-- Exercise aim --
Write out again each line of the material below, unchanged, from the first one to the line that holds "pub const MACAROON_LOCATION: &str".

-- Information given --
______
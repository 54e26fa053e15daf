use axum::http::{header, HeaderMap};
use base64::engine::general_purpose::STANDARD as BASE64;
use base64::Engine;
use macaroon::{Caveat, Format, Macaroon, MacaroonKey, Verifier};
use sha2::{Digest, Sha256};

use crate::db::repositories::ConsumedPaymentRepository;
use crate::error::{AppError, AppResult};
use crate::AppState;

pub const MACAROON_LOCATION: &str = "satring";

const CAVEAT_PREFIX: &str = "payment_hash = ";

/// Mint a macaroon bound to an invoice's payment hash: identifier and single
/// first-party caveat both carry the hash, signed under the root key. The
/// serialized token is base64-wrapped for transport.
pub fn mint_macaroon(root_key: &str, payment_hash: &str) -> AppResult<String> {
    let key = MacaroonKey::generate(root_key.as_bytes());
    let mut mac = Macaroon::create(
        Some(MACAROON_LOCATION.to_string()),
        &key,
        payment_hash.to_string().into(),
    )
    .map_err(|e| AppError::Internal(format!("macaroon mint failed: {:?}", e)))?;
    mac.add_first_party_caveat(format!("{}{}", CAVEAT_PREFIX, payment_hash).into());

    let serialized = mac
        .serialize(Format::V1)
        .map_err(|e| AppError::Internal(format!("macaroon serialize failed: {:?}", e)))?;
    Ok(BASE64.encode(serialized))
}

fn bound_payment_hash(mac: &Macaroon) -> Option<String> {
    mac.caveats().into_iter().find_map(|caveat| {
        if let Caveat::FirstParty(first_party) = caveat {
            let predicate = first_party.predicate().to_string();
            predicate.strip_prefix(CAVEAT_PREFIX).map(str::to_string)
        } else {
            None
        }
    })
}

/// Verify a presented (macaroon, preimage) pair. Returns the bound payment
/// hash on success, `None` on any failure. Pure; no I/O.
///
/// A valid preimage proves the invoice settled (the Lightning network only
/// reveals it on payment), so no backend poll happens here.
pub fn verify_l402(root_key: &str, macaroon_b64: &str, preimage_hex: &str) -> Option<String> {
    let raw = BASE64.decode(macaroon_b64).ok()?;
    let token = String::from_utf8(raw).ok()?;
    let mac = Macaroon::deserialize(token.as_str()).ok()?;

    let payment_hash = bound_payment_hash(&mac)?;

    // SHA256(preimage) must equal the caveat hash, compared in constant time.
    let preimage = hex::decode(preimage_hex).ok()?;
    let digest = hex::encode(Sha256::digest(&preimage));
    ring::constant_time::verify_slices_are_equal(digest.as_bytes(), payment_hash.as_bytes())
        .ok()?;

    let key = MacaroonKey::generate(root_key.as_bytes());
    let mut verifier = Verifier::default();
    verifier.satisfy_exact(format!("{}{}", CAVEAT_PREFIX, payment_hash).into());
    verifier.verify(&mac, &key, Default::default()).ok()?;

    Some(payment_hash)
}

/// The paywall decision for one request.
///
/// Valid credentials are consumed through the ledger: the macaroon carries no
/// TTL, so the atomic uniqueness of `payment_hash` is the entire replay
/// defense. Missing credentials produce a fresh 402 challenge.
pub async fn require_l402(
    state: &AppState,
    headers: &HeaderMap,
    amount_sats: u64,
    memo: &str,
) -> AppResult<()> {
    if state.config.test_mode() {
        return Ok(());
    }

    let auth = headers
        .get(header::AUTHORIZATION)
        .and_then(|v| v.to_str().ok())
        .unwrap_or("");

    // L402 and LSAT are the same scheme under two names.
    if let Some(token) = auth
        .strip_prefix("L402 ")
        .or_else(|| auth.strip_prefix("LSAT "))
    {
        let Some((macaroon_b64, preimage_hex)) = token.split_once(':') else {
            return Err(AppError::InvalidTokenFormat);
        };
        let Some(payment_hash) =
            verify_l402(&state.config.auth.root_key, macaroon_b64, preimage_hex)
        else {
            return Err(AppError::InvalidCredentials);
        };
        if !ConsumedPaymentRepository::admit(&state.db, &payment_hash).await? {
            return Err(AppError::InvalidCredentials);
        }
        return Ok(());
    }

    let invoice = state.payments.create_invoice(amount_sats, memo).await?;
    let macaroon = mint_macaroon(&state.config.auth.root_key, &invoice.payment_hash)?;
    Err(AppError::PaymentRequired {
        macaroon,
        invoice: invoice.payment_request,
    })
}

#[cfg(test)]
mod tests {
    use super::*;

    const ROOT_KEY: &str = "unit-test-root-key";

    fn matching_pair(preimage: &[u8]) -> (String, String) {
        let preimage_hex = hex::encode(preimage);
        let payment_hash = hex::encode(Sha256::digest(preimage));
        (payment_hash, preimage_hex)
    }

    #[test]
    fn mint_returns_base64() {
        let mac_b64 = mint_macaroon(ROOT_KEY, &"ab".repeat(32)).unwrap();
        assert!(mac_b64.len() > 10);
        assert!(BASE64.decode(&mac_b64).is_ok());
    }

    #[test]
    fn roundtrip_with_valid_preimage() {
        let (payment_hash, preimage_hex) = matching_pair(b"secret-preimage-bytes");
        let mac_b64 = mint_macaroon(ROOT_KEY, &payment_hash).unwrap();

        assert_eq!(
            verify_l402(ROOT_KEY, &mac_b64, &preimage_hex),
            Some(payment_hash)
        );
    }

    #[test]
    fn wrong_preimage_fails() {
        let (payment_hash, _) = matching_pair(b"correct-preimage");
        let mac_b64 = mint_macaroon(ROOT_KEY, &payment_hash).unwrap();

        let wrong_hex = hex::encode(b"wrong-preimage-value");
        assert_eq!(verify_l402(ROOT_KEY, &mac_b64, &wrong_hex), None);
    }

    #[test]
    fn wrong_root_key_fails() {
        let (payment_hash, preimage_hex) = matching_pair(b"key-mismatch");
        let mac_b64 = mint_macaroon(ROOT_KEY, &payment_hash).unwrap();

        assert_eq!(verify_l402("another-key", &mac_b64, &preimage_hex), None);
    }

    #[test]
    fn garbage_macaroon_fails() {
        assert_eq!(verify_l402(ROOT_KEY, "not-a-macaroon", "aabbccdd"), None);
        assert_eq!(verify_l402(ROOT_KEY, "", ""), None);
    }

    #[test]
    fn tampered_macaroon_fails() {
        let (payment_hash, preimage_hex) = matching_pair(b"my-preimage");
        let mac_b64 = mint_macaroon(ROOT_KEY, &payment_hash).unwrap();

        // Corrupt the inner token while keeping the outer base64 valid.
        let mut inner = BASE64.decode(&mac_b64).unwrap();
        let mid = inner.len() / 2;
        inner[mid] = inner[mid].wrapping_add(1);
        let corrupted = BASE64.encode(inner);

        assert_eq!(verify_l402(ROOT_KEY, &corrupted, &preimage_hex), None);
    }

    #[test]
    fn non_hex_preimage_fails() {
        let (payment_hash, _) = matching_pair(b"hex-check");
        let mac_b64 = mint_macaroon(ROOT_KEY, &payment_hash).unwrap();

        assert_eq!(verify_l402(ROOT_KEY, &mac_b64, "zzzz"), None);
    }
}
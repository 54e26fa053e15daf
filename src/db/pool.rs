use sqlx::{
    sqlite::{SqliteConnectOptions, SqlitePoolOptions},
    SqlitePool,
};
use std::str::FromStr;

use crate::config::DatabaseConfig;
use crate::error::{AppError, AppResult};

pub async fn create_pool(config: &DatabaseConfig) -> AppResult<SqlitePool> {
    let options = SqliteConnectOptions::from_str(&config.url)
        .map_err(AppError::Database)?
        .create_if_missing(true)
        .foreign_keys(true);

    let pool = SqlitePoolOptions::new()
        .max_connections(config.max_connections)
        .acquire_timeout(std::time::Duration::from_secs(30))
        .connect_with(options)
        .await?;

    tracing::info!("Database connection pool created successfully");

    Ok(pool)
}

pub async fn run_migrations(pool: &SqlitePool) -> AppResult<()> {
    tracing::info!("Running database migrations...");

    sqlx::migrate!("./migrations")
        .run(pool)
        .await
        .map_err(|e| AppError::Database(sqlx::Error::Migrate(Box::new(e))))?;

    tracing::info!("Database migrations completed successfully");

    Ok(())
}
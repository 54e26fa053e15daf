use std::net::{IpAddr, Ipv4Addr, SocketAddr};
use std::num::NonZeroU32;
use std::sync::Arc;

use axum::extract::ConnectInfo;
use dashmap::DashMap;
use governor::{
    clock::DefaultClock,
    state::{InMemoryState, NotKeyed},
    Quota, RateLimiter,
};

use crate::error::{AppError, AppResult};

/// Per-IP token-bucket limiter backed by a DashMap for concurrent access.
pub struct IpRateLimiter {
    limiters: DashMap<IpAddr, Arc<RateLimiter<NotKeyed, InMemoryState, DefaultClock>>>,
    quota: Quota,
}

impl IpRateLimiter {
    pub fn new(quota: Quota) -> Self {
        Self {
            limiters: DashMap::new(),
            quota,
        }
    }

    pub fn per_second(count: u32) -> Self {
        Self::new(Quota::per_second(NonZeroU32::new(count).expect("nonzero quota")))
    }

    pub fn per_minute(count: u32) -> Self {
        Self::new(Quota::per_minute(NonZeroU32::new(count).expect("nonzero quota")))
    }

    pub fn per_hour(count: u32) -> Self {
        Self::new(Quota::per_hour(NonZeroU32::new(count).expect("nonzero quota")))
    }

    pub fn check(&self, ip: IpAddr) -> bool {
        let limiter = self
            .limiters
            .entry(ip)
            .or_insert_with(|| Arc::new(RateLimiter::direct(self.quota)));
        limiter.check().is_ok()
    }

    pub fn enforce(&self, ip: IpAddr) -> AppResult<()> {
        if self.check(ip) {
            Ok(())
        } else {
            tracing::warn!(ip = %ip, "Rate limit exceeded");
            Err(AppError::RateLimited)
        }
    }

    /// Clear all entries when the map grows too large; limiters are
    /// recreated on the next request from each IP.
    pub fn cleanup(&self) {
        if self.limiters.len() > 10_000 {
            self.limiters.clear();
            tracing::info!("Rate limiter cache cleared due to size threshold");
        }
    }
}

/// The per-operation quota table, one bucket set per source IP.
pub struct RateLimits {
    pub submit: IpRateLimiter,
    pub edit: IpRateLimiter,
    pub delete: IpRateLimiter,
    pub recover: IpRateLimiter,
    pub review: IpRateLimiter,
    pub search: IpRateLimiter,
    pub search_api: IpRateLimiter,
    pub payment_status: IpRateLimiter,
}

impl RateLimits {
    pub fn new() -> Self {
        Self {
            submit: IpRateLimiter::per_hour(20),
            edit: IpRateLimiter::per_hour(20),
            delete: IpRateLimiter::per_hour(10),
            recover: IpRateLimiter::per_hour(20),
            review: IpRateLimiter::per_hour(20),
            search: IpRateLimiter::per_second(2),
            search_api: IpRateLimiter::per_minute(2),
            payment_status: IpRateLimiter::per_minute(30),
        }
    }
}

impl Default for RateLimits {
    fn default() -> Self {
        Self::new()
    }
}

/// Source IP of the request. Loopback when no connect info is available
/// (e.g. in-process test harnesses).
pub fn peer_ip(addr: Option<&ConnectInfo<SocketAddr>>) -> IpAddr {
    addr.map(|ConnectInfo(socket)| socket.ip())
        .unwrap_or(IpAddr::V4(Ipv4Addr::LOCALHOST))
}

#[cfg(test)]
mod tests {
    use super::*;

    #[test]
    fn bucket_empties_then_refuses() {
        let limiter = IpRateLimiter::per_hour(2);
        let ip: IpAddr = "192.0.2.10".parse().unwrap();

        assert!(limiter.check(ip));
        assert!(limiter.check(ip));
        assert!(!limiter.check(ip));
    }

    #[test]
    fn ips_have_independent_buckets() {
        let limiter = IpRateLimiter::per_hour(1);
        let a: IpAddr = "192.0.2.1".parse().unwrap();
        let b: IpAddr = "192.0.2.2".parse().unwrap();

        assert!(limiter.check(a));
        assert!(!limiter.check(a));
        assert!(limiter.check(b));
    }

    #[test]
    fn enforce_maps_to_rate_limited_error() {
        let limiter = IpRateLimiter::per_hour(1);
        let ip: IpAddr = "192.0.2.3".parse().unwrap();

        assert!(limiter.enforce(ip).is_ok());
        assert!(matches!(limiter.enforce(ip), Err(AppError::RateLimited)));
    }
}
______
-- Task output --
repository 54e26fa053e15daf
use axum::http::{header, HeaderMap};
use base64::engine::general_purpose::STANDARD as BASE64;
use base64::Engine;
use macaroon::{Caveat, Format, Macaroon, MacaroonKey, Verifier};
use sha2::{Digest, Sha256};

use crate::db::repositories::ConsumedPaymentRepository;
use crate::error::{AppError, AppResult};
use crate::AppState;

pub const MACAROON_LOCATION: &str = "satring";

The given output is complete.